## What to do
Return each line exactly as written. Begin with the first line of the entries and end with the line that has "throughout the crate.".

- Opening Delimiter -

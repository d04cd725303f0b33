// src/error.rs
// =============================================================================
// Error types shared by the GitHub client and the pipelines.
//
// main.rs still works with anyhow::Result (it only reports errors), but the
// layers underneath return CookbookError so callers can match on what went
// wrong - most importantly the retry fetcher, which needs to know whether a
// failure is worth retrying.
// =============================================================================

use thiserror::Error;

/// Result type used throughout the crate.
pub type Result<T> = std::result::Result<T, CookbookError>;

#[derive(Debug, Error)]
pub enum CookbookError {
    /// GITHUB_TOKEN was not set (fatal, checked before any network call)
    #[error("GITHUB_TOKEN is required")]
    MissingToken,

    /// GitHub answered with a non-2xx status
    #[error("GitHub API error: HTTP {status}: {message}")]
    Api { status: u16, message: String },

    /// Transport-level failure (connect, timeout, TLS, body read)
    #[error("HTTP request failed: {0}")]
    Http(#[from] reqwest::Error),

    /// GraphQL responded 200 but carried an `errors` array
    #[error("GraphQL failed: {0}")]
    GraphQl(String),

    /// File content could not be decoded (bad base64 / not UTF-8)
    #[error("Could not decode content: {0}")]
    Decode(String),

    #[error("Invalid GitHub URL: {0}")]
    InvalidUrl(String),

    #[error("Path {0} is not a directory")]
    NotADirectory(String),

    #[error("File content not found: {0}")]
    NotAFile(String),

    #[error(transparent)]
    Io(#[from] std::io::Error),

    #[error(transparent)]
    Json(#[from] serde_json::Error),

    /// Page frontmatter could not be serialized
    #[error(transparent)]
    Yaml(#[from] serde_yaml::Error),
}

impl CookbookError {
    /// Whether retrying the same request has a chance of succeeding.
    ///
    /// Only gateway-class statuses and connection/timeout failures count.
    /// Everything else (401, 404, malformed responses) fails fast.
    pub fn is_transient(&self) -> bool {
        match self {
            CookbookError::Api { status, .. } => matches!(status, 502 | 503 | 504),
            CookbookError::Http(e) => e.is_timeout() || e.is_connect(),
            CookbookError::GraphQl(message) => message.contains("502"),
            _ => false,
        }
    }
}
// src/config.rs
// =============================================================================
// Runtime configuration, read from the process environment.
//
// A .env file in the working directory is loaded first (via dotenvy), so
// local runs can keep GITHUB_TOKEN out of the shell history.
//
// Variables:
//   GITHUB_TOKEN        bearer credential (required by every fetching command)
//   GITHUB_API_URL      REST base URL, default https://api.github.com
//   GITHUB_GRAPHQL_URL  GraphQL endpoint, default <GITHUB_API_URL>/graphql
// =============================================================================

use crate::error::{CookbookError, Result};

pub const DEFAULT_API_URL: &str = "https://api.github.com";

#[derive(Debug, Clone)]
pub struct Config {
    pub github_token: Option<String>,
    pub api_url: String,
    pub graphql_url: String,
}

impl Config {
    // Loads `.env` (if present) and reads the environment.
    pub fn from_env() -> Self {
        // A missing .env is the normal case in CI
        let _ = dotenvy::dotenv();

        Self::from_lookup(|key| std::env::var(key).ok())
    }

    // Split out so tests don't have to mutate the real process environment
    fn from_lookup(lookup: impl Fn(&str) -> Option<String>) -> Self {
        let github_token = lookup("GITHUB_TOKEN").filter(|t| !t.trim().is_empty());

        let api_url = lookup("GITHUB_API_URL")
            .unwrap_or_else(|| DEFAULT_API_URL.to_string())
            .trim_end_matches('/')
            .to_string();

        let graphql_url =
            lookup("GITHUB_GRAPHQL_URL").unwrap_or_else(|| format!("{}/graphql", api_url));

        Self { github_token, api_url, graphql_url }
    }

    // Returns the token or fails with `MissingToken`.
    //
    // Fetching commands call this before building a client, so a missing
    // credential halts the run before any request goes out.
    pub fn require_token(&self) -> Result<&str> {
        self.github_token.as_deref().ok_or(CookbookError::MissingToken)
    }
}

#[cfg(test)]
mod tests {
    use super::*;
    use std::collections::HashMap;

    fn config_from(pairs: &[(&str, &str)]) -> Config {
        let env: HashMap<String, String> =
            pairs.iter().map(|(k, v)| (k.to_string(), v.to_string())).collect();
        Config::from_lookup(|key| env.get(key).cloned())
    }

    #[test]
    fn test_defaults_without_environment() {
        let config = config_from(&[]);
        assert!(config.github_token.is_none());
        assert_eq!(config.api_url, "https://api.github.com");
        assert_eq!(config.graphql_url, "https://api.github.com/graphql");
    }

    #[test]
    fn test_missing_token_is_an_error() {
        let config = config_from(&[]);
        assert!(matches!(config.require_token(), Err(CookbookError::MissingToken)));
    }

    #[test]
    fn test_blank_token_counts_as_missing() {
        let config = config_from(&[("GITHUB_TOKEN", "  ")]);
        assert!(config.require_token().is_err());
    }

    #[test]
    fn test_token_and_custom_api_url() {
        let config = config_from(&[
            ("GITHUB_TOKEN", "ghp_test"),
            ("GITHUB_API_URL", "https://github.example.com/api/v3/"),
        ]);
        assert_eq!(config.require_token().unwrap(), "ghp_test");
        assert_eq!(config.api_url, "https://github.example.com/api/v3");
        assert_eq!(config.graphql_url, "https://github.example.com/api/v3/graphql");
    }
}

- Closing Delimiter -

## Completed exercise
repository d04cd725303f0b33
// src/error.rs
// =============================================================================
// Error types shared by the GitHub client and the pipelines.
//
// main.rs still works with anyhow::Result (it only reports errors), but the
// layers underneath return CookbookError so callers can match on what went
// wrong - most importantly the retry fetcher, which needs to know whether a
// failure is worth retrying.
// =============================================================================

use thiserror::Error;

/// Result type used throughout the crate.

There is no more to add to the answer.